Of course, Democratic-run states brought numerous suits challenging Trump administration policies in relatively friendly forums. But none followed Texas’s game plan — filing in places where they could literally hand-pick the judge who would hear the case, and nowhere near where the state government is located. The result in many instances is that nationwide immigration policy has been practically taken out of the president’s hands and set instead by a few judges and state’s attorneys.

The case currently before the Supreme Court is one such example. Another is the much-reviled Trump-era policy “Remain in Mexico,” which has left many asylum seekers stranded in Mexico, and which a Trump-appointed Texas judge has twice ruled against the Biden administration’s attempts to end (in the first of which he was reversed by the Supreme Court last June).

Immigration is not the only target — Texas’s numerous lawsuits have also attacked everything from abortion access to environmental protections. So far this year, Texas has filed 10 lawsuits against the Biden administration, and nine of those lawsuits have been assigned to Trump-appointed judges. Once again, none of those cases were filed in Austin or anywhere along the border.

In a governing system of checks and balances, Texas should not be able to manipulate our judicial system to fulfill its political project. Yet, Texas’s scheme is working: Of the 31 lawsuits Texas has filed against Biden policies in Texas courts, a judge appointed by a Democratic president has heard only one, and only after rejecting Texas’s transparent effort to take the case away from her. 

The problem is solvable. The district courts can require that challenges to nationwide policies be assigned randomly across the entire district, while Congress can require bringing lawsuits seeking nationwide relief in the District of Columbia, where judges of both parties preside. But the Supreme Court can produce changes even quicker. By ruling against Texas, the Court can make clear it will not tolerate nationwide injunctions from hand-picked judges.

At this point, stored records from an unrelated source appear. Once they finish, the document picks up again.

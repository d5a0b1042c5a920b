//! CLI console utilities
//!
//! Progress and results go to stdout; errors and interrupt notices go to
//! stderr alongside the logs.

use colored::*;
use mcp_agent_core::mcp::McpTool;
use mcp_agent_core::{AgentError, Event, Part, UnifiedError};

/// CLI console for formatted output
pub struct CliConsole {
    verbose: bool,
}

impl CliConsole {
    pub const fn new(verbose: bool) -> Self {
        Self { verbose }
    }

    /// Print a progress line
    pub fn step(&self, message: &str) {
        println!("{}", message);
    }

    /// Print a success message
    pub fn success(&self, message: &str) {
        println!("{}", message.green());
    }

    /// Print a warning message
    pub fn warn(&self, message: &str) {
        eprintln!("{} {}", "⚠".yellow().bold(), message.yellow());
    }

    /// Print an error, with its code when it came from the agent library
    pub fn error(&self, error: &anyhow::Error) {
        eprintln!("{} {}", "✗".red().bold(), format_error(error).red());
    }

    pub fn event(&self, event: &Event) {
        println!("{} {}", "Event received:".cyan(), event);
    }

    /// Print the three views of the agent's final answer
    pub fn final_response(&self, event: &Event) {
        let content = event
            .content
            .as_ref()
            .map(ToString::to_string)
            .unwrap_or_else(|| event.to_string());
        let parts = event
            .content
            .as_ref()
            .map(|c| format_parts(&c.parts))
            .unwrap_or_else(|| "[]".to_string());

        println!("{} {}", "Final response:".green().bold(), content);
        println!("{} {}", "Final response parts:".green().bold(), parts);
        println!("{} {}", "Final response text:".green().bold(), final_text(event));
    }

    /// Print a header
    pub fn print_header(&self, title: &str) {
        println!();
        println!("{}", title.bold().underline());
        println!("{}", "=".repeat(title.chars().count()).dimmed());
    }

    /// Print one tool of a server listing
    pub fn print_tool(&self, tool: &McpTool) {
        println!(
            "{:24} {}",
            tool.name.magenta().bold(),
            tool.description.as_deref().unwrap_or_default()
        );
        if self.verbose {
            match serde_json::to_string_pretty(&tool.input_schema) {
                Ok(schema) => {
                    for line in schema.lines() {
                        println!("    {}", line.dimmed());
                    }
                }
                Err(_) => println!("    {}", tool.input_schema),
            }
        }
    }
}

/// `[text="...", function_call=name(args)]`
pub fn format_parts(parts: &[Part]) -> String {
    let rendered: Vec<String> = parts.iter().map(ToString::to_string).collect();
    format!("[{}]", rendered.join(", "))
}

/// Text of the first part, or a placeholder when there is none
pub fn final_text(event: &Event) -> String {
    match event.first_text() {
        Some(text) => text.to_string(),
        None => match (&event.error_code, &event.error_message) {
            (Some(code), Some(message)) => format!("<no text: {} {}>", code, message),
            (Some(code), None) => format!("<no text: {}>", code),
            _ => "<no text>".to_string(),
        },
    }
}

/// Outer context messages, then the agent error with its code
fn format_error(error: &anyhow::Error) -> String {
    let mut messages = Vec::new();
    for cause in error.chain() {
        match cause.downcast_ref::<AgentError>() {
            Some(agent_error) => {
                messages.push(format_agent_error(agent_error));
                return messages.join(": ");
            }
            None => messages.push(cause.to_string()),
        }
    }
    format!("{:#}", error)
}

fn format_agent_error(error: &AgentError) -> String {
    match error.context() {
        Some(context) => format!("[{}] {} ({})", error.error_code(), error, context),
        None => format!("[{}] {}", error.error_code(), error),
    }
}

#[cfg(test)]
mod tests {
    use super::*;
    use mcp_agent_core::llm::LlmResponse;
    use mcp_agent_core::{Content, Role};
    use serde_json::json;

    #[test]
    fn test_format_parts() {
        let parts = vec![
            Part::text("10925"),
            Part::function_call("multiply", json!({"a": 475, "b": 23})),
        ];
        assert_eq!(
            format_parts(&parts),
            r#"[text="10925", function_call=multiply({"a":475,"b":23})]"#
        );
        assert_eq!(format_parts(&[]), "[]");
    }

    #[test]
    fn test_final_text() {
        let answer = Event::new("inv", "Math_assistant")
            .with_content(Content::new(Role::Model, vec![Part::text("475 * 23 = 10925")]));
        assert_eq!(final_text(&answer), "475 * 23 = 10925");

        let blocked = Event::from_llm_response(
            "inv",
            "tavily_search",
            LlmResponse::from_error("SAFETY", "blocked"),
        );
        assert_eq!(final_text(&blocked), "<no text: SAFETY blocked>");
        assert_eq!(final_text(&Event::new("inv", "x")), "<no text>");
    }

    #[test]
    fn test_agent_error_includes_code_and_context() {
        let error = AgentError::config("Google API key not provided").with_context("building agent");
        assert_eq!(
            format_agent_error(&error),
            "[CONFIG] Configuration error: Google API key not provided (building agent)"
        );
    }

    #[test]
    fn test_error_keeps_outer_context() {
        let error = anyhow::Error::new(AgentError::config("Google API key not provided"))
            .context("Failed to connect to MCP server python -m mcp_server_calculator");
        assert_eq!(
            format_error(&error),
            "Failed to connect to MCP server python -m mcp_server_calculator: \
             [CONFIG] Configuration error: Google API key not provided"
        );
    }

    #[test]
    fn test_plain_error_chain() {
        let error = anyhow::anyhow!("No SSE server URL").context("sse");
        assert_eq!(format_error(&error), "sse: No SSE server URL");
    }
}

Congress can also solve the problem: Just this week, Sen. Mazie Hirono (D-Hawaii) proposed legislation that would put an end to judge shopping in cases like those Texas has brought, requiring those lawsuits to be filed in the D.C. district court where appointees of both parties preside.

The alternative is nationwide rule by a small group of states and their hand-picked judges, and sometimes just one state whose attorneys general oppose the current president’s policies. The Supreme Court can put an end to this practice in the Texas case. But if it doesn’t, Congress should.

Stephen I. Vladeck is a professor of law at the University of Texas School of Law whose teaching and research focus on federal jurisdiction, constitutional law and national security law. He is author of the “One First” Supreme Court Substack newsletter and the forthcoming book “The Shadow Docket: How the Supreme Court Uses Stealth Rulings to Amass Power and Undermine the Republic.”

Max Wolson is a staff attorney at the National Immigration Law Center, where he works to advance and defend immigrants’ rights through impact litigation. He is an experienced trial and appellate litigator, having served as both a federal and state public defender.